Given the above, Origin suggests Section 6 of the Draft Guidelines should include an additional provision that specifies:
‘The ADGSM is reserved as a last resort mechanism, only to be utilised if all other options
(including market-led solutions and operational tools available to AEMO) are exhausted’.
Additionally, Clause 9(2) within the current framework should also be retained, which would explicitly require consideration of the availability of industry-led solutions prior to pursuing the formal activation process with a view to reducing the level of intervention and regulatory burden.
2. Approach to determining a shortfall
The approach to determining a shortfall and any resultant triggering of the ADGSM requires careful consideration. In its recent Gas Inquiry reports, the ACCC has determined a shortfall where there has been uncontracted demand, despite there also being sufficient supply in each instance. Under the proposed framework, this approach could lead to more frequent activation and inefficient utilisation of the mechanism. This is because it is unlikely all load will be fully contracted at any given point in time, particularly given the reliance of gas power generation (GPG) on more short-term contracting and / or spot market purchases.

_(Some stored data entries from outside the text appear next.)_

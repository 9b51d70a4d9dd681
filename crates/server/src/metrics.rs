//! Prometheus metrics for observability.
//!
//! HTTP request metrics live here; catalog load metrics come from
//! `moviehub_core::metrics` and share the same registry.

use once_cell::sync::Lazy;
use prometheus::{
    self, Encoder, HistogramOpts, HistogramVec, IntCounterVec, IntGauge, Opts, Registry,
    TextEncoder,
};
use regex_lite::Regex;

/// Global metrics registry.
pub static REGISTRY: Lazy<Registry> = Lazy::new(|| {
    let registry = Registry::new();
    register_metrics(&registry);
    registry
});

// =============================================================================
// HTTP Request Metrics
// =============================================================================

/// HTTP request duration in seconds.
pub static HTTP_REQUEST_DURATION: Lazy<HistogramVec> = Lazy::new(|| {
    HistogramVec::new(
        HistogramOpts::new(
            "moviehub_http_request_duration_seconds",
            "HTTP request duration in seconds",
        )
        .buckets(vec![
            0.001, 0.005, 0.01, 0.025, 0.05, 0.1, 0.25, 0.5, 1.0, 2.5, 5.0, 10.0,
        ]),
        &["method", "path", "status"],
    )
    .unwrap()
});

/// HTTP requests total count.
pub static HTTP_REQUESTS_TOTAL: Lazy<IntCounterVec> = Lazy::new(|| {
    IntCounterVec::new(
        Opts::new("moviehub_http_requests_total", "Total HTTP requests"),
        &["method", "path", "status"],
    )
    .unwrap()
});

/// HTTP requests currently in flight.
pub static HTTP_REQUESTS_IN_FLIGHT: Lazy<IntGauge> = Lazy::new(|| {
    IntGauge::new(
        "moviehub_http_requests_in_flight",
        "Number of HTTP requests currently being processed",
    )
    .unwrap()
});

// =============================================================================
// Registration
// =============================================================================

fn register_metrics(registry: &Registry) {
    registry
        .register(Box::new(HTTP_REQUEST_DURATION.clone()))
        .unwrap();
    registry
        .register(Box::new(HTTP_REQUESTS_TOTAL.clone()))
        .unwrap();
    registry
        .register(Box::new(HTTP_REQUESTS_IN_FLIGHT.clone()))
        .unwrap();

    // Catalog loads
    for metric in moviehub_core::metrics::all_metrics() {
        registry.register(metric).unwrap();
    }
}

/// Encode all metrics as Prometheus text format.
pub fn encode_metrics() -> String {
    let encoder = TextEncoder::new();
    let metric_families = REGISTRY.gather();
    let mut buffer = Vec::new();
    if let Err(e) = encoder.encode(&metric_families, &mut buffer) {
        tracing::error!(error = %e, "Failed to encode metrics");
    }
    String::from_utf8_lossy(&buffer).into_owned()
}

static MOVIE_DETAIL: Lazy<Regex> =
    Lazy::new(|| Regex::new(r"^(/api/v1/hubs/[^/]+/movies)/[^/]+/?$").unwrap());

/// Normalize a path for metric labels (replace movie names with a placeholder).
///
/// Hub slugs are a fixed set and stay as they are.
pub fn normalize_path(path: &str) -> String {
    MOVIE_DETAIL.replace(path, "$1/{name}").into_owned()
}

#[cfg(test)]
mod tests {
    use super::*;

    #[test]
    fn test_normalize_path_movie_name() {
        let path = "/api/v1/hubs/rocky/movies/Rocky%20Balboa";
        assert_eq!(normalize_path(path), "/api/v1/hubs/rocky/movies/{name}");
    }

    #[test]
    fn test_normalize_path_keeps_hub_routes() {
        for path in [
            "/api/v1/hubs/rocky/movies",
            "/api/v1/hubs/star-wars/sections",
            "/api/v1/hubs",
            "/api/v1/health",
        ] {
            assert_eq!(normalize_path(path), path);
        }
    }

    #[test]
    fn test_encode_metrics_returns_prometheus_format() {
        HTTP_REQUESTS_TOTAL
            .with_label_values(&["GET", "/test", "200"])
            .inc();

        let output = encode_metrics();
        assert!(output.contains("moviehub_http_requests_total"));
        assert!(output.contains("# HELP"));
        assert!(output.contains("# TYPE"));
    }

    #[test]
    fn test_registry_contains_catalog_metrics() {
        HTTP_REQUEST_DURATION
            .with_label_values(&["GET", "/test", "200"])
            .observe(0.1);
        HTTP_REQUESTS_IN_FLIGHT.set(0);
        moviehub_core::metrics::CATALOG_LOADS
            .with_label_values(&["rocky", "fetched"])
            .inc();
        moviehub_core::metrics::CATALOG_RECORDS
            .with_label_values(&["rocky"])
            .set(6);

        let output = encode_metrics();

        assert!(output.contains("moviehub_http_request_duration_seconds"));
        assert!(output.contains("moviehub_http_requests_in_flight"));
        assert!(output.contains("moviehub_catalog_loads_total"));
        assert!(output.contains("moviehub_catalog_records"));
    }
}
//! Trailer links.

use once_cell::sync::Lazy;
use regex_lite::Regex;

static YOUTUBE_ID: Lazy<Regex> = Lazy::new(|| {
    Regex::new(
        r"(?:youtube\.com/(?:watch\?(?:[^#]*&)?v=|embed/|shorts/)|youtu\.be/)([A-Za-z0-9_-]{11})",
    )
    .unwrap()
});

/// Embeddable URL for a YouTube trailer link.
///
/// Returns `None` for empty input and for links that are not a YouTube video.
pub fn trailer_embed_url(url: &str) -> Option<String> {
    let url = url.trim();
    if url.is_empty() {
        return None;
    }

    YOUTUBE_ID
        .captures(url)
        .and_then(|caps| caps.get(1))
        .map(|id| format!("https://www.youtube.com/embed/{}", id.as_str()))
}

To assist with addressing this, the factors set out under Clause 8(11) that may be considered by the
Minister when determining a domestic shortfall should be expanded to require explicit consideration of:
‘The key factors driving the shortfall (including, but not limited to, the extent to which
uncontracted demand is primarily attributable to gas power generation (GPG)).’
3. Shortfall allocation and export permits
The Draft Guidelines allow for the volume of any declared shortfall to now be allocated across the three
LNG projects in equal proportions. This represents a material change relative to the existing framework, which is underpinned by the core principle of attributing any shortfall to LNG projects in net deficit. It is crucial that export permits are allocated in a manner such that projects positively contributing to domestic supply do not subsidise the impact of other LNG producers. We have provided comments on two key aspects of the Draft Guideline in this respect.
3
Commonwealth Department of Climate Change, Energy, the Environment and Water, ‘Information paper: Extending AEMO’s functions and powers to manage east coast gas system reliability & supply adequacy’.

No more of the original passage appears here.